Self-Supervised Monocular Depth Estimation: Solving the Edge-Fattening Problem
Xingyu Chen, Ruonan Zhang, Ji Jiang, Yan Wang, Ge Li, Thomas H. Li

TL;DR
This paper addresses the edge-fattening problem in self-supervised monocular depth estimation by redesigning the triplet loss, leading to significant performance improvements without extra inference costs.
Contribution
The authors propose two novel modifications to the triplet loss in MDE to effectively reduce edge-fattening and improve depth estimation accuracy.
Findings
Outperforms all previous state-of-the-art methods by a large margin.
Provides substantial performance boosts to existing models.

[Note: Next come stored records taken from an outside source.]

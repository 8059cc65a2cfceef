//! Per-mission reaper.
//!
//! Waits for the mission process to terminate for any reason, reaps it,
//! and repairs the persisted records if the process died without
//! returning the device to IDLE. The mission process resets state on a
//! clean shutdown, so a record still pointing at a dead PID is a crash.

use std::os::unix::process::ExitStatusExt;
use std::process::ExitStatus;
use std::sync::Arc;
use std::time::Duration;
use tokio::process::Child;
use tokio::task::JoinHandle;
use tracing::{error, info, warn};

use envmon_core::{epoch_seconds, MissionEvent, MissionStore, StateStore, StopReason, Transition};

use crate::guard::LaunchLock;
use crate::liveness::{Liveness, ProcessProbe};
use crate::registry::ProcessRegistry;

/// Warning recorded when the reaper has to reset the device state.
pub const REAPER_WARNING: &str = "Mission process ended (reaper cleanup).";

/// What the reaper found once the process was gone.
#[derive(Debug, Clone, Copy, PartialEq, Eq)]
pub enum ReapOutcome {
    /// The process had already returned the device to a terminal state
    CleanExit,
    /// The device state still named this PID as active and was reset
    Recovered,
}

#[derive(Debug, Clone)]
pub struct Reaper {
    pid: u32,
    mission_id: Option<String>,
    registry: ProcessRegistry,
    state: StateStore,
    missions: MissionStore,
    lock: LaunchLock,
}

impl Reaper {
    pub fn new(
        pid: u32,
        mission_id: Option<String>,
        registry: ProcessRegistry,
        state: StateStore,
        missions: MissionStore,
        lock: LaunchLock,
    ) -> Self {
        Self {
            pid,
            mission_id,
            registry,
            state,
            missions,
            lock,
        }
    }

    /// Watch a child this process spawned. `wait` performs the OS reap.
    pub fn watch_child(self, mut child: Child) -> JoinHandle<ReapOutcome> {
        tokio::spawn(async move {
            let status = match child.wait().await {
                Ok(status) => Some(status),
                Err(e) => {
                    // Someone else already collected the exit status
                    warn!(pid = self.pid, error = %e, "Wait on mission process failed");
                    None
                }
            };
            self.finish(status).await
        })
    }

    /// Watch a PID this process did not spawn (adopted after a supervisor
    /// restart) by polling the process table.
    pub fn watch_pid(
        self,
        probe: Arc<dyn ProcessProbe>,
        interval: Duration,
    ) -> JoinHandle<ReapOutcome> {
        tokio::spawn(async move {
            loop {
                match probe.probe(self.pid) {
                    Liveness::Alive => tokio::time::sleep(interval).await,
                    Liveness::Zombie => {
                        probe.reap(self.pid);
                        break;
                    }
                    Liveness::Absent => break,
                }
            }
            self.finish(None).await
        })
    }

    async fn finish(self, status: Option<ExitStatus>) -> ReapOutcome {
        let (code, signal) = status
            .map(|s| (s.code(), s.signal()))
            .unwrap_or((None, None));
        info!(
            pid = self.pid,
            mission_id = self.mission_id.as_deref().unwrap_or("-"),
            ?code,
            ?signal,
            "Mission process terminated"
        );

        // Proceed without the lock rather than leave a dead PID behind.
        let _guard = match self.lock.acquire().await {
            Ok(guard) => Some(guard),
            Err(e) => {
                warn!(pid = self.pid, error = %e, "Reaper running without launch lock");
                None
            }
        };

        self.registry.clear_if(self.pid);

        if let Some(mission_id) = self.mission_id.as_deref() {
            self.stamp_unfinished_meta(mission_id);
        }

        let current = self.state.read();
        if current.pid != Some(self.pid) || !current.state.is_active() {
            return ReapOutcome::CleanExit;
        }

        warn!(
            pid = self.pid,
            state = %current.state,
            "Mission process ended without resetting state; forcing IDLE"
        );
        if let Err(e) = self
            .state
            .transition(Transition::idle().warning(REAPER_WARNING))
        {
            error!(pid = self.pid, error = %e, "Failed to reset device state");
        }

        if let Some(mission_id) = current.mission_id.as_deref().or(self.mission_id.as_deref()) {
            let mut event = MissionEvent::warn("Mission process ended unexpectedly.")
                .with("pid", self.pid)
                .with("mission_id", mission_id);
            if let Some(code) = code {
                event = event.with("exit_code", code);
            }
            if let Some(signal) = signal {
                event = event.with("signal", signal);
            }
            if let Err(e) = self.missions.append_event(mission_id, &event) {
                warn!(mission_id, error = %e, "Failed to record crash event");
            }
        }

        ReapOutcome::Recovered
    }

    fn stamp_unfinished_meta(&self, mission_id: &str) {
        let Some(mut meta) = self.missions.read_meta(mission_id) else {
            return;
        };
        if meta.is_finished() {
            return;
        }
        meta.finish(StopReason::Crash, epoch_seconds());
        if let Err(e) = self.missions.write_meta(&meta) {
            warn!(mission_id, error = %e, "Failed to stamp crashed mission meta");
        }
    }
}
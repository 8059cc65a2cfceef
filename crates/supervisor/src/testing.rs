//! In-memory process table for exercising supervisor logic without real
//! processes.

use std::collections::HashMap;
use std::sync::Mutex;

use crate::liveness::{Liveness, ProcessProbe};

#[derive(Debug, Default)]
pub struct FakeProbe {
    table: Mutex<HashMap<u32, (Liveness, bool)>>,
    reaped: Mutex<Vec<u32>>,
}

impl FakeProbe {
    /// Register a live process; `is_mission` controls the identity check.
    pub fn alive(self, pid: u32, is_mission: bool) -> Self {
        self.set(pid, Liveness::Alive, is_mission);
        self
    }

    pub fn zombie(self, pid: u32) -> Self {
        self.set(pid, Liveness::Zombie, true);
        self
    }

    pub fn set(&self, pid: u32, liveness: Liveness, is_mission: bool) {
        if let Ok(mut table) = self.table.lock() {
            table.insert(pid, (liveness, is_mission));
        }
    }

    /// Make `pid` disappear from the table.
    pub fn kill(&self, pid: u32) {
        if let Ok(mut table) = self.table.lock() {
            table.remove(&pid);
        }
    }

    /// PIDs passed to [`ProcessProbe::reap`], in call order.
    pub fn reaped(&self) -> Vec<u32> {
        self.reaped.lock().map(|r| r.clone()).unwrap_or_default()
    }

    fn entry(&self, pid: u32) -> Option<(Liveness, bool)> {
        self.table.lock().ok()?.get(&pid).copied()
    }
}

impl ProcessProbe for FakeProbe {
    fn probe(&self, pid: u32) -> Liveness {
        self.entry(pid)
            .map(|(liveness, _)| liveness)
            .unwrap_or(Liveness::Absent)
    }

    fn identity_matches(&self, pid: u32) -> bool {
        self.entry(pid).map(|(_, mission)| mission).unwrap_or(false)
    }

    fn reap(&self, pid: u32) {
        if let Ok(mut reaped) = self.reaped.lock() {
            reaped.push(pid);
        }
        self.kill(pid);
    }
}
use clap::Parser;

use envmon_core::{new_mission_id, CameraMode, FixedLocation, GpsMode, LocationMode, MissionProfile};

/// Record one mission: sample telemetry until the duration elapses or a
/// stop (SIGTERM) or abort (SIGUSR1, SIGINT) arrives.
#[derive(Parser, Debug)]
#[command(name = "envmon-logger")]
pub struct MissionArgs {
    /// Mission id; generated when omitted
    #[arg(long)]
    pub mission_id: Option<String>,

    /// Mission length in seconds
    #[arg(long, default_value_t = 60)]
    pub duration: u64,

    #[arg(long, default_value_t = 2.0)]
    pub sample_hz: f64,

    /// Seconds between photos; 0 disables the camera
    #[arg(long, default_value_t = 5)]
    pub photo_every: u64,

    #[arg(long, default_value = "best_effort")]
    pub gps_mode: GpsMode,

    #[arg(long, default_value = "on")]
    pub camera_mode: CameraMode,

    #[arg(long, default_value = "gps")]
    pub location_mode: LocationMode,

    #[arg(long, allow_negative_numbers = true)]
    pub fixed_lat: Option<f64>,

    #[arg(long, allow_negative_numbers = true)]
    pub fixed_lon: Option<f64>,

    #[arg(long, allow_negative_numbers = true)]
    pub fixed_alt: Option<f64>,

    /// Seconds to wait for a GPS fix when gps_mode is required
    #[arg(long, default_value_t = 180)]
    pub gps_timeout: u64,

    /// Seconds a fix must hold before it counts as stable
    #[arg(long, default_value_t = 5)]
    pub gps_stable: u64,
}

impl MissionArgs {
    pub fn mission_id(&self) -> String {
        self.mission_id.clone().unwrap_or_else(new_mission_id)
    }

    pub fn profile(&self) -> MissionProfile {
        MissionProfile {
            duration_s: self.duration,
            sample_hz: self.sample_hz,
            photo_every_s: self.photo_every,
            gps_mode: self.gps_mode,
            camera_mode: self.camera_mode,
            location_mode: self.location_mode,
            fixed_location: FixedLocation {
                lat: self.fixed_lat,
                lon: self.fixed_lon,
                alt_m: self.fixed_alt,
            },
            gps_timeout_s: self.gps_timeout,
            gps_stable_s: self.gps_stable,
        }
    }
}

#[cfg(test)]
mod tests {
    use super::*;

    #[test]
    fn test_defaults_match_profile_defaults() {
        let args = MissionArgs::try_parse_from(["envmon-logger"]).unwrap();
        assert_eq!(args.profile(), MissionProfile::default());
        assert!(args.mission_id.is_none());
    }

    #[test]
    fn test_supervisor_command_line_round_trips() {
        let mut profile = MissionProfile {
            duration_s: 120,
            sample_hz: 0.5,
            gps_mode: GpsMode::Required,
            camera_mode: CameraMode::Off,
            location_mode: LocationMode::Fixed,
            ..MissionProfile::default()
        };
        profile.fixed_location = FixedLocation {
            lat: Some(-33.45),
            lon: Some(-70.66),
            alt_m: Some(570.0),
        };

        let argv = std::iter::once("envmon-logger".to_string())
            .chain(profile.to_args("20240101_000000_abcdef01"));
        let args = MissionArgs::try_parse_from(argv).unwrap();

        assert_eq!(args.mission_id(), "20240101_000000_abcdef01");
        assert_eq!(args.profile(), profile);
    }

    #[test]
    fn test_rejects_unknown_mode() {
        assert!(MissionArgs::try_parse_from(["envmon-logger", "--gps-mode", "sometimes"]).is_err());
    }
}
//! Core error types

use thiserror::Error;

/// Core error type for envmon
#[derive(Debug, Error)]
pub enum CoreError {
    /// IO error
    #[error("IO error: {0}")]
    Io(#[from] std::io::Error),

    /// JSON serialization errors
    #[error("Serialization error: {0}")]
    Serialization(#[from] serde_json::Error),

    /// Configuration file could not be parsed
    #[error("Failed to parse configuration: {0}")]
    ConfigParse(String),

    /// Configuration parsed but failed validation
    #[error("Invalid configuration: {0}")]
    ConfigValidation(String),

    /// Mission identifier does not name a mission directory
    #[error("Mission not found: {mission_id}")]
    MissionNotFound { mission_id: String },
}

/// Result type alias for core operations
pub type Result<T> = std::result::Result<T, CoreError>;
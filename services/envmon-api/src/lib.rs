//! HTTP control surface for the envmon field device.

use axum::{
    routing::{get, post},
    Router,
};
use std::sync::Arc;
use tower::ServiceBuilder;
use tower_http::cors::CorsLayer;

pub mod error;
pub mod export;
pub mod handlers;
pub mod state;
pub mod stream;

pub use error::ApiError;
pub use state::AppState;

pub fn router(state: Arc<AppState>) -> Router {
    Router::new()
        .route("/health", get(handlers::health_check))
        .route("/info", get(handlers::device_info))
        .route("/status", get(handlers::status))
        .route("/missions", get(handlers::list_missions))
        .route("/missions/start", post(handlers::start_mission))
        .route("/missions/stop", post(handlers::stop_mission))
        .route("/missions/abort", post(handlers::abort_mission))
        .route("/missions/:mission_id/export", get(export::export_mission))
        .route("/stream", get(stream::event_stream))
        .with_state(state)
        .layer(ServiceBuilder::new().layer(CorsLayer::permissive()))
}
//! Error types for stream operations.
//!
//! Nothing here reaches an observer: the broadcaster logs these at debug
//! level and retries on the next tick.

use thiserror::Error;

/// Errors that can occur while reading mission files for the stream.
#[derive(Debug, Error)]
pub enum StreamError {
    /// I/O errors
    #[error("I/O error: {0}")]
    Io(#[from] std::io::Error),

    /// Serialization errors
    #[error("Serialization error: {0}")]
    Serialization(#[from] serde_json::Error),
}

/// Result type for stream operations.
pub type StreamResult<T> = Result<T, StreamError>;
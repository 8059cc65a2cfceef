//! Core functionality for the envmon field device.
//!
//! This crate provides the types and persisted records shared by the
//! supervisor API, the event stream and the mission process: the device
//! state file, the mission directory layout, configuration and logging.

pub mod config;
pub mod error;
pub mod event;
pub mod logging;
pub mod mission_store;
pub mod persist;
pub mod state_store;
pub mod types;

pub use config::{EnvmonConfig, LogFormat};
pub use error::{CoreError, Result};
pub use event::{EventLevel, MissionEvent};
pub use mission_store::{
    new_mission_id, ImageRow, MissionMeta, MissionStore, StopReason, TelemetryRow,
};
pub use state_store::StateStore;
pub use types::{
    epoch_millis_f64, epoch_seconds, CameraMode, DeviceState, FixedLocation, GpsMode,
    LocationMode, MissionProfile, MissionState, PidUpdate, Transition,
};
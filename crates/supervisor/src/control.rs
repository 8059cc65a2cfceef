//! Signal delivery to the mission process.
//!
//! The mission process is launched as the leader of its own process
//! group so helpers it spawns (camera capture, GPS readers) receive the
//! same signal.

use crate::error::{Result, SupervisorError};

/// Request sent to a running mission.
#[derive(Debug, Clone, Copy, PartialEq, Eq)]
pub enum MissionSignal {
    /// Graceful stop (SIGTERM). Ends with stop reason STOP.
    Stop,
    /// Abort (SIGUSR1). Ends with stop reason ABORT.
    Abort,
}

impl MissionSignal {
    pub fn as_raw(self) -> libc::c_int {
        match self {
            MissionSignal::Stop => libc::SIGTERM,
            MissionSignal::Abort => libc::SIGUSR1,
        }
    }

    pub fn name(self) -> &'static str {
        match self {
            MissionSignal::Stop => "stop",
            MissionSignal::Abort => "abort",
        }
    }
}

/// Signal the process group led by `pid`, falling back to the process
/// itself if no such group exists.
pub fn signal_group(pid: u32, signal: MissionSignal) -> Result<()> {
    let pid_t = libc::pid_t::try_from(pid)
        .ok()
        .filter(|p| *p > 0)
        .ok_or_else(|| SupervisorError::Signal {
            pid,
            source: std::io::Error::from_raw_os_error(libc::ESRCH),
        })?;
    let sig = signal.as_raw();

    // SAFETY: a negative pid addresses the process group; no memory is touched.
    if unsafe { libc::kill(-pid_t, sig) } == 0 {
        return Ok(());
    }
    let group_err = std::io::Error::last_os_error();
    if group_err.raw_os_error() != Some(libc::ESRCH) {
        return Err(SupervisorError::Signal {
            pid,
            source: group_err,
        });
    }

    // SAFETY: as above, for the single process.
    if unsafe { libc::kill(pid_t, sig) } == 0 {
        return Ok(());
    }
    Err(SupervisorError::Signal {
        pid,
        source: std::io::Error::last_os_error(),
    })
}

#[cfg(test)]
mod tests {
    use super::*;
    use std::os::unix::process::{CommandExt, ExitStatusExt};
    use std::process::Command;

    #[test]
    fn test_signal_mapping() {
        assert_eq!(MissionSignal::Stop.as_raw(), libc::SIGTERM);
        assert_eq!(MissionSignal::Abort.as_raw(), libc::SIGUSR1);
    }

    #[test]
    fn test_stop_terminates_group_leader() {
        let mut child = Command::new("sleep")
            .arg("30")
            .process_group(0)
            .spawn()
            .unwrap();

        signal_group(child.id(), MissionSignal::Stop).unwrap();
        let status = child.wait().unwrap();
        assert_eq!(status.signal(), Some(libc::SIGTERM));
    }

    #[test]
    fn test_falls_back_to_plain_pid_without_group() {
        // Shares the test runner's group, so -pid has no matching group.
        let mut child = Command::new("sleep").arg("30").spawn().unwrap();

        signal_group(child.id(), MissionSignal::Abort).unwrap();
        let status = child.wait().unwrap();
        assert_eq!(status.signal(), Some(libc::SIGUSR1));
    }

    #[test]
    fn test_invalid_pid_is_signal_error() {
        let err = signal_group(0, MissionSignal::Stop).unwrap_err();
        assert!(matches!(err, SupervisorError::Signal { pid: 0, .. }));
    }
}
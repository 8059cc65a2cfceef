//! The mission supervisor facade used by the HTTP API.

use std::sync::Arc;
use std::time::Duration;
use tracing::{info, warn};

use envmon_core::config::LoggerConfig;
use envmon_core::{EnvmonConfig, MissionStore, StateStore, Transition};

use crate::control::{signal_group, MissionSignal};
use crate::error::{Result, SupervisorError};
use crate::guard::LaunchLock;
use crate::liveness::{OsProcessProbe, ProcessProbe};
use crate::registry::ProcessRegistry;

/// Owns the persisted singletons and enforces the one-mission rule.
///
/// Cheap to clone; every handle shares the same files and lock.
#[derive(Debug, Clone)]
pub struct MissionSupervisor {
    pub(crate) state: StateStore,
    pub(crate) missions: MissionStore,
    pub(crate) registry: ProcessRegistry,
    pub(crate) lock: LaunchLock,
    pub(crate) logger: LoggerConfig,
    pub(crate) poll_interval: Duration,
}

impl MissionSupervisor {
    pub fn new(config: &EnvmonConfig) -> Self {
        let probe = Arc::new(OsProcessProbe::new(config.logger.signature.clone()));
        Self::with_probe(config, probe)
    }

    /// Construct with a custom process probe.
    pub fn with_probe(config: &EnvmonConfig, probe: Arc<dyn ProcessProbe>) -> Self {
        Self {
            state: StateStore::new(&config.paths.state_file),
            missions: MissionStore::new(&config.paths.missions_dir),
            registry: ProcessRegistry::new(&config.paths.pid_file, probe),
            lock: LaunchLock::new(
                &config.paths.lock_file,
                Duration::from_millis(config.supervisor.lock_timeout_ms),
            ),
            logger: config.logger.clone(),
            poll_interval: Duration::from_millis(config.stream.tick_ms.max(1)),
        }
    }

    pub fn state_store(&self) -> &StateStore {
        &self.state
    }

    pub fn mission_store(&self) -> &MissionStore {
        &self.missions
    }

    pub fn registry(&self) -> &ProcessRegistry {
        &self.registry
    }

    /// Ask the running mission to stop gracefully.
    pub async fn stop(&self) -> Result<()> {
        self.signal(MissionSignal::Stop).await
    }

    /// Ask the running mission to abort.
    pub async fn abort(&self) -> Result<()> {
        self.signal(MissionSignal::Abort).await
    }

    /// The mission process writes its own terminal state once it handles
    /// the signal, so a successful request leaves the device state alone.
    async fn signal(&self, signal: MissionSignal) -> Result<()> {
        let _guard = self.lock.acquire().await?;

        let Some(pid) = self.registry.running_pid() else {
            self.state.transition(Transition::idle())?;
            return Err(SupervisorError::NotRunning);
        };

        if let Err(e) = signal_group(pid, signal) {
            warn!(pid, signal = signal.name(), error = %e, "Signal delivery failed");
            return Err(e);
        }
        self.registry.clear_if(pid);
        info!(pid, signal = signal.name(), "Mission signalled");
        Ok(())
    }
}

Achieves these results without additional inference computation.
Abstract
Self-supervised monocular depth estimation (MDE) models universally suffer from the notorious edge-fattening issue. Triplet loss, as a widespread metric learning strategy, has largely succeeded in many computer vision applications. In this paper, we redesign the patch-based triplet loss in MDE to alleviate the ubiquitous edge-fattening issue. We show two drawbacks of the raw triplet loss in MDE and demonstrate our problem-driven redesigns. First, we present a min. operator based strategy applied to all negative samples, to prevent well-performing negatives sheltering the error of edge-fattening negatives. Second, we split the anchor-positive distance and anchor-negative distance from within the original triplet, which directly optimizes the positives without any mutual effect with the negatives. Extensive experiments show the combination of these two small redesigns can achieve…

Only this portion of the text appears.